Section 2(83) of the CGST Act provides the meaning of an outward sale in relation to the person who is registered and is to pay tax, as, supply of goods or services or both, whether the transfer, barter, license, rental, sale, exchange, lease or disposal or any other mode, which has been made or agreed to be made by such person in the business or its furtherance.

Thus, taking virtue of the meaning of supply given under these sections, we can say that for an activity to constitute a supply under the GST Act, some contractual obligations must exist that might be expressed or implied. This service of making available such COVID-19-related supplies by the employer to their employees is not a part of any contractual obligations and is only provided on the grounds of social responsibility and moral grounds. Due to this reason, we can say that the same does not come under the ambit of supply.
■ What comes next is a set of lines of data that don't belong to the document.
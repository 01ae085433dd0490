//! Recording filename parser
//!
//! Replay recorders name files after the moment recording started, e.g.
//! `War Thunder 2025.04.14 - 14.00.35.105.DVR.mp4`. The trailing fraction is
//! optional and has been seen with two and three digits.

use std::sync::OnceLock;

use chrono::{NaiveDate, NaiveDateTime, NaiveTime};
use regex::Regex;

fn filename_pattern() -> &'static Regex {
    static PATTERN: OnceLock<Regex> = OnceLock::new();
    PATTERN.get_or_init(|| {
        Regex::new(
            r"^War Thunder (\d{4})\.(\d{2})\.(\d{2}) - (\d{2})\.(\d{2})\.(\d{2})(?:\.(\d+))?(?:\.DVR)?\.",
        )
        .expect("static filename pattern")
    })
}

/// Parse the recording start encoded in a filename.
///
/// Returns `None` when the name does not follow the recorder's pattern or
/// names an impossible date. A fraction that cannot be represented falls
/// back to the whole-second timestamp.
pub fn parse_recording_start(filename: &str) -> Option<NaiveDateTime> {
    let caps = filename_pattern().captures(filename)?;
    let num = |i: usize| caps.get(i).and_then(|m| m.as_str().parse::<u32>().ok());

    let date = NaiveDate::from_ymd_opt(num(1)? as i32, num(2)?, num(3)?)?;
    let whole = NaiveTime::from_hms_opt(num(4)?, num(5)?, num(6)?)?;

    let micros = caps.get(7).and_then(|m| fraction_to_micros(m.as_str()));
    let time = match micros {
        Some(us) => NaiveTime::from_hms_micro_opt(num(4)?, num(5)?, num(6)?, us).unwrap_or(whole),
        None => whole,
    };

    Some(NaiveDateTime::new(date, time))
}

/// Interpret a decimal fraction, keeping at most microsecond precision
fn fraction_to_micros(digits: &str) -> Option<u32> {
    if digits.is_empty() || !digits.bytes().all(|b| b.is_ascii_digit()) {
        return None;
    }
    let truncated = &digits[..digits.len().min(6)];
    let value: u32 = truncated.parse().ok()?;
    Some(value * 10u32.pow(6 - truncated.len() as u32))
}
Here, we can also claim that the company is only functioning as a mediator or is only facilitating such supplies by procuring the supplies and giving the same or reimbursing such bills to the employees as they are not in the position to render such supplies, with no real supply being rendered again putting it from the ambit of supply and the taxability as outward supplies.

Thus, we can conclude that the supply made by employers to the employees are not evidently kept out of the ambit of supply as per the GST Act or made eligible for claiming ITC but the same can be claimed by the taxpayer taking virtue of the GST Act and the respective sections.